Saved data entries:
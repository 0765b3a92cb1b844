//! Length-prefixed framing over a byte-oriented serial link.
//!
//! One frame is `[u8 length][length bytes of encoded AddressedMessage]`
//! with `1 <= length <= 63`. Incoming bytes may arrive arbitrarily
//! fragmented; [`SerialLink::poll`] reassembles at most one frame per call
//! and never blocks.

#[cfg(test)]
use log::warn;

#[cfg(not(test))]
use defmt::warn;

use crate::definitions::AddressedMessage;
use crate::wire::{self, Decode, Encode, Sink, SliceSource};

/// Largest encoded message one frame can carry.
pub const MAX_FRAME_PAYLOAD: usize = 63;

/// Byte-sink/byte-source pair the framer runs on. Port bring-up (baud
/// rate, pins) belongs to the hardware implementation.
pub trait SerialPort {
    type Error;

    /// Queues all of `bytes` for transmission.
    fn write(&mut self, bytes: &[u8]) -> Result<(), Self::Error>;

    /// Bytes ready to read right now.
    fn available(&mut self) -> usize;

    /// Reads up to `buf.len()` bytes, returning how many were read.
    fn read(&mut self, buf: &mut [u8]) -> Result<usize, Self::Error>;
}

#[derive(Debug, PartialEq, Eq, Clone)]
pub enum SendError<E> {
    /// The encoded message is empty or does not fit one frame.
    FrameTooLarge,
    Io(E),
}

#[derive(Debug, PartialEq, Eq, Clone)]
pub enum ReceiveError<E> {
    /// The incoming length byte exceeds [`MAX_FRAME_PAYLOAD`].
    FrameTooLarge,
    Wire(wire::Error),
    Io(E),
}

/// Framer and reassembler for one serial link.
///
/// Reassembly state lives here, owned exclusively by the link: the count of
/// body bytes still expected, the count already read, and the frame buffer.
pub struct SerialLink<P: SerialPort> {
    port: P,
    to_read: usize,
    n_read: usize,
    buf: [u8; MAX_FRAME_PAYLOAD],
    stale_limit: Option<u32>,
    stale_polls: u32,
}

impl<P: SerialPort> SerialLink<P> {
    pub fn new(port: P) -> Self {
        Self {
            port,
            to_read: 0,
            n_read: 0,
            buf: [0; MAX_FRAME_PAYLOAD],
            stale_limit: None,
            stale_polls: 0,
        }
    }

    /// Resets a frame stuck mid-reassembly after `polls` consecutive
    /// dataless polls. Off by default: a partial frame normally persists
    /// until its bytes arrive.
    #[allow(clippy::missing_const_for_fn)]
    #[must_use]
    pub fn with_reassembly_timeout(mut self, polls: u32) -> Self {
        self.stale_limit = Some(polls);
        self
    }

    pub fn port_mut(&mut self) -> &mut P {
        &mut self.port
    }

    /// Drops any frame in progress.
    pub fn reset(&mut self) {
        self.to_read = 0;
        self.n_read = 0;
        self.stale_polls = 0;
    }

    /// Encodes `msg` and writes the whole frame in one `write` call.
    pub fn send(&mut self, msg: &AddressedMessage) -> Result<(), SendError<P::Error>> {
        let mut frame = heapless::Vec::<u8, { MAX_FRAME_PAYLOAD + 1 }>::new();
        frame.try_push(0).ok();
        msg.encode(&mut frame)
            .map_err(|_| SendError::FrameTooLarge)?;

        let count = frame.len() - 1;
        if count == 0 {
            return Err(SendError::FrameTooLarge);
        }
        frame[0] = count as u8;
        self.port.write(&frame).map_err(SendError::Io)
    }

    /// Advances reassembly by at most one step: an idle link with data
    /// reads the length byte; a link mid-frame reads whatever body bytes
    /// are ready. Returns the decoded message once the frame completes,
    /// `Ok(None)` otherwise. A poll with nothing available is a no-op.
    pub fn poll(&mut self) -> Result<Option<AddressedMessage>, ReceiveError<P::Error>> {
        let avail = self.port.available();
        if avail == 0 {
            if self.to_read > 0 {
                self.stale_polls += 1;
                if let Some(limit) = self.stale_limit {
                    if self.stale_polls >= limit {
                        warn!("dropping stale frame after {} empty polls", self.stale_polls);
                        self.reset();
                    }
                }
            }
            return Ok(None);
        }
        self.stale_polls = 0;

        if self.to_read == 0 {
            let mut length = [0u8; 1];
            self.port.read(&mut length).map_err(ReceiveError::Io)?;
            let length = usize::from(length[0]);
            if length > MAX_FRAME_PAYLOAD {
                warn!("rejecting frame length {}", length);
                return Err(ReceiveError::FrameTooLarge);
            }
            // A zero length leaves the link idle; zero-length frames do
            // not exist.
            self.to_read = length;
            self.n_read = 0;
            return Ok(None);
        }

        let want = avail.min(self.to_read - self.n_read);
        let n = self
            .port
            .read(&mut self.buf[self.n_read..self.n_read + want])
            .map_err(ReceiveError::Io)?;
        self.n_read += n;

        if self.n_read < self.to_read {
            return Ok(None);
        }

        let decoded = {
            let mut source = SliceSource::new(&self.buf[..self.to_read]);
            AddressedMessage::decode(&mut source)
        };
        self.to_read = 0;
        self.n_read = 0;
        decoded.map(Some).map_err(ReceiveError::Wire)
    }
}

### EXERCISE BRIEF
Output the entries exactly.

### RESULT BELOW
repository 0765b3a92cb1b844
//! Length-prefixed framing over a byte-oriented serial link.
//!
//! One frame is `[u8 length][length bytes of encoded AddressedMessage]`
//! with `1 <= length <= 63`. Incoming bytes may arrive arbitrarily
//! fragmented; [`SerialLink::poll`] reassembles at most one frame per call
//! and never blocks.

#[cfg(test)]
use log::warn;

#[cfg(not(test))]
use defmt::warn;

use crate::definitions::AddressedMessage;
use crate::wire::{self, Decode, Encode, Sink, SliceSource};

/// Largest encoded message one frame can carry.
pub const MAX_FRAME_PAYLOAD: usize = 63;

/// Byte-sink/byte-source pair the framer runs on. Port bring-up (baud
/// rate, pins) belongs to the hardware implementation.
pub trait SerialPort {
    type Error;

    /// Queues all of `bytes` for transmission.
    fn write(&mut self, bytes: &[u8]) -> Result<(), Self::Error>;

    /// Bytes ready to read right now.
    fn available(&mut self) -> usize;

    /// Reads up to `buf.len()` bytes, returning how many were read.
    fn read(&mut self, buf: &mut [u8]) -> Result<usize, Self::Error>;
}

#[derive(Debug, PartialEq, Eq, Clone)]
pub enum SendError<E> {
    /// The encoded message is empty or does not fit one frame.
    FrameTooLarge,
    Io(E),
}

#[derive(Debug, PartialEq, Eq, Clone)]
pub enum ReceiveError<E> {
    /// The incoming length byte exceeds [`MAX_FRAME_PAYLOAD`].
    FrameTooLarge,
    Wire(wire::Error),
    Io(E),
}

/// Framer and reassembler for one serial link.
///
/// Reassembly state lives here, owned exclusively by the link: the count of
/// body bytes still expected, the count already read, and the frame buffer.
pub struct SerialLink<P: SerialPort> {
    port: P,
    to_read: usize,
    n_read: usize,
    buf: [u8; MAX_FRAME_PAYLOAD],
    stale_limit: Option<u32>,
    stale_polls: u32,
}

impl<P: SerialPort> SerialLink<P> {
    pub fn new(port: P) -> Self {
        Self {
            port,
            to_read: 0,
            n_read: 0,
            buf: [0; MAX_FRAME_PAYLOAD],
            stale_limit: None,
            stale_polls: 0,
        }
    }

    /// Resets a frame stuck mid-reassembly after `polls` consecutive
    /// dataless polls. Off by default: a partial frame normally persists
    /// until its bytes arrive.
    #[allow(clippy::missing_const_for_fn)]
    #[must_use]
    pub fn with_reassembly_timeout(mut self, polls: u32) -> Self {
        self.stale_limit = Some(polls);
        self
    }

    pub fn port_mut(&mut self) -> &mut P {
        &mut self.port
    }

    /// Drops any frame in progress.
    pub fn reset(&mut self) {
        self.to_read = 0;
        self.n_read = 0;
        self.stale_polls = 0;
    }

    /// Encodes `msg` and writes the whole frame in one `write` call.
    pub fn send(&mut self, msg: &AddressedMessage) -> Result<(), SendError<P::Error>> {
        let mut frame = heapless::Vec::<u8, { MAX_FRAME_PAYLOAD + 1 }>::new();
        frame.try_push(0).ok();
        msg.encode(&mut frame)
            .map_err(|_| SendError::FrameTooLarge)?;

        let count = frame.len() - 1;
        if count == 0 {
            return Err(SendError::FrameTooLarge);
        }
        frame[0] = count as u8;
        self.port.write(&frame).map_err(SendError::Io)
    }

    /// Advances reassembly by at most one step: an idle link with data
    /// reads the length byte; a link mid-frame reads whatever body bytes
    /// are ready. Returns the decoded message once the frame completes,
    /// `Ok(None)` otherwise. A poll with nothing available is a no-op.
    pub fn poll(&mut self) -> Result<Option<AddressedMessage>, ReceiveError<P::Error>> {
        let avail = self.port.available();
        if avail == 0 {
            if self.to_read > 0 {
                self.stale_polls += 1;
                if let Some(limit) = self.stale_limit {
                    if self.stale_polls >= limit {
                        warn!("dropping stale frame after {} empty polls", self.stale_polls);
                        self.reset();
                    }
                }
            }
            return Ok(None);
        }
        self.stale_polls = 0;

        if self.to_read == 0 {
            let mut length = [0u8; 1];
            self.port.read(&mut length).map_err(ReceiveError::Io)?;
            let length = usize::from(length[0]);
            if length > MAX_FRAME_PAYLOAD {
                warn!("rejecting frame length {}", length);
                return Err(ReceiveError::FrameTooLarge);
            }
            // A zero length leaves the link idle; zero-length frames do
            // not exist.
            self.to_read = length;
            self.n_read = 0;
            return Ok(None);
        }

        let want = avail.min(self.to_read - self.n_read);
        let n = self
            .port
            .read(&mut self.buf[self.n_read..self.n_read + want])
            .map_err(ReceiveError::Io)?;
        self.n_read += n;

        if self.n_read < self.to_read {
            return Ok(None);
        }

        let decoded = {
            let mut source = SliceSource::new(&self.buf[..self.to_read]);
            AddressedMessage::decode(&mut source)
        };
        self.to_read = 0;
        self.n_read = 0;
        decoded.map(Some).map_err(ReceiveError::Wire)
    }
}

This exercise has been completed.